On its own, the 15 basis-point increase investors are expecting would merely bring the BoE’s base rate up from the lowest-ever level of 0.1 per cent to the second lowest level on record of 0.25 per cent. That will neither dramatically slow down the economy nor bring inflation to heel. It would, instead, send a message to markets, consumers and workers that the central bank takes the risk of rising inflation seriously. The central bank, however, would be unwise to send a signal using policy that is not justified on its own merits; there is no surer route to sacrificing its credibility than such game playing.

Inflation in the UK is slightly more than 3 per cent, and could rise to as much as 5 per cent next year. That is firmly above the central bank’s 2 per cent target and would, on its own, be a strong argument for the central bank to begin scaling back its monetary stimulus. The pandemic programmes were introduced at an extraordinary time and were intended to be of a size and scale to respond to that unprecedented emergency, which has now, for the most part, passed.

The bounceback has been much stronger than the BoE originally expected. Employment has recovered swiftly from the depths of the pandemic, returning to similar levels as in 2018 when the central bank last increased interest rates. Instead of the prospect of deflation facing the world economy last year, consumers and businesses alike are now expecting price rises to continue. This increase could become, devastatingly for a central bank, self-fulfilling.

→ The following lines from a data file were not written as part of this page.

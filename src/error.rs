//! Error taxonomy for the refresh pipeline.
//!
//! Transient errors are retried by [`crate::retry::RetryPolicy`]; everything
//! else points at a setup defect and is surfaced immediately.

use std::path::PathBuf;

use thiserror::Error;

#[derive(Debug, Error)]
pub enum PipelineError {
    /// A persisted file exists but is not the JSON shape we expect.
    #[error("malformed file {path}: {reason}")]
    Malformed { path: PathBuf, reason: String },

    #[error("io error on {path}: {source}")]
    Io {
        path: PathBuf,
        #[source]
        source: std::io::Error,
    },

    /// Missing credentials, bad config values.
    #[error("configuration error: {0}")]
    Config(String),

    /// Network timeout, rate limit, 5xx from an external endpoint.
    #[error("transient source error: {0}")]
    Transient(String),

    /// The endpoint answered but the answer is unusable (4xx, unparseable body).
    #[error("source rejected request: {0}")]
    Rejected(String),

    /// A snapshot value does not fit the shape its key promises.
    #[error("unexpected payload for key {key}: {reason}")]
    Payload { key: String, reason: String },
}

impl PipelineError {
    pub fn malformed(path: impl Into<PathBuf>, reason: impl ToString) -> Self {
        Self::Malformed {
            path: path.into(),
            reason: reason.to_string(),
        }
    }

    pub fn io(path: impl Into<PathBuf>, source: std::io::Error) -> Self {
        Self::Io {
            path: path.into(),
            source,
        }
    }

    /// Only transient errors are worth another attempt.
    pub fn is_retryable(&self) -> bool {
        matches!(self, Self::Transient(_))
    }

    /// Setup defects: never retried, never swallowed.
    pub fn is_fatal(&self) -> bool {
        matches!(self, Self::Malformed { .. } | Self::Config(_))
    }
}

/// Classify an `anyhow` chain: untyped errors are treated as transient so a
/// flaky closure still gets its bounded retries.
pub fn is_retryable(err: &anyhow::Error) -> bool {
    match err.downcast_ref::<PipelineError>() {
        Some(e) => e.is_retryable(),
        None => err
            .downcast_ref::<reqwest::Error>()
            .map(|e| e.is_timeout() || e.is_connect() || e.is_request())
            .unwrap_or(true),
    }
}

/// True if any error in the chain is a fatal [`PipelineError`].
pub fn is_fatal(err: &anyhow::Error) -> bool {
    err.chain()
        .filter_map(|e| e.downcast_ref::<PipelineError>())
        .any(PipelineError::is_fatal)
}

pub type Result<T> = std::result::Result<T, PipelineError>;

#[cfg(test)]
mod tests {
    use super::*;

    #[test]
    fn only_transient_is_retryable() {
        assert!(PipelineError::Transient("429".into()).is_retryable());
        assert!(!PipelineError::Rejected("400".into()).is_retryable());
        assert!(!PipelineError::Config("no key".into()).is_retryable());
    }

    #[test]
    fn fatal_is_found_through_context() {
        let err = anyhow::Error::new(PipelineError::malformed("x.json", "not an array"))
            .context("loading history");
        assert!(is_fatal(&err));
        assert!(!is_retryable(&err));
        assert!(!is_fatal(&anyhow::anyhow!("plain")));
    }

    #[test]
    fn untyped_errors_are_retried() {
        assert!(is_retryable(&anyhow::anyhow!("connection reset")));
    }
}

On the other hand, the surge in inflation is partly due to temporary factors and the unusual pace of the recovery from the pandemic. Outside of a few in-demand professions — such as truck drivers — there is little sign of across-the-board wage increases. National income is still below its pre-coronavirus peak and it is too soon to treat predictions of long-term scarring as set in stone. Further potential outbreaks, as well as the mere possibility of flare-ups, still have a chilling effect on activity. Fiscal policy will, from next year, have a damping effect on growth as a set of tax rises on workers and businesses comes into effect. That could leave the BoE having to do more.

While the outlook is uncertain, the BoE needs to take inflation seriously but not rush to raise rates to prove its credibility. Markets will, and should, take a decision to leave rates on hold as a delay rather than an ongoing commitment to loose monetary policy.

Instead, the MPC can highlight that the central bank will soon arrive at its pre-announced target for asset purchases under the quantitative easing programme it launched at the start of the pandemic. That means it will stop buying gilts and corporate bonds and will, by itself, reduce the amount of support the Bank of England is giving to the British economy. It can also signal that — should it see the need to begin tightening — it will not fully reinvest maturing bonds, allowing for a smooth and unhurried reduction in its balance sheet over time. Raising rates or outright selling bonds runs too much risk of going too far, too soon.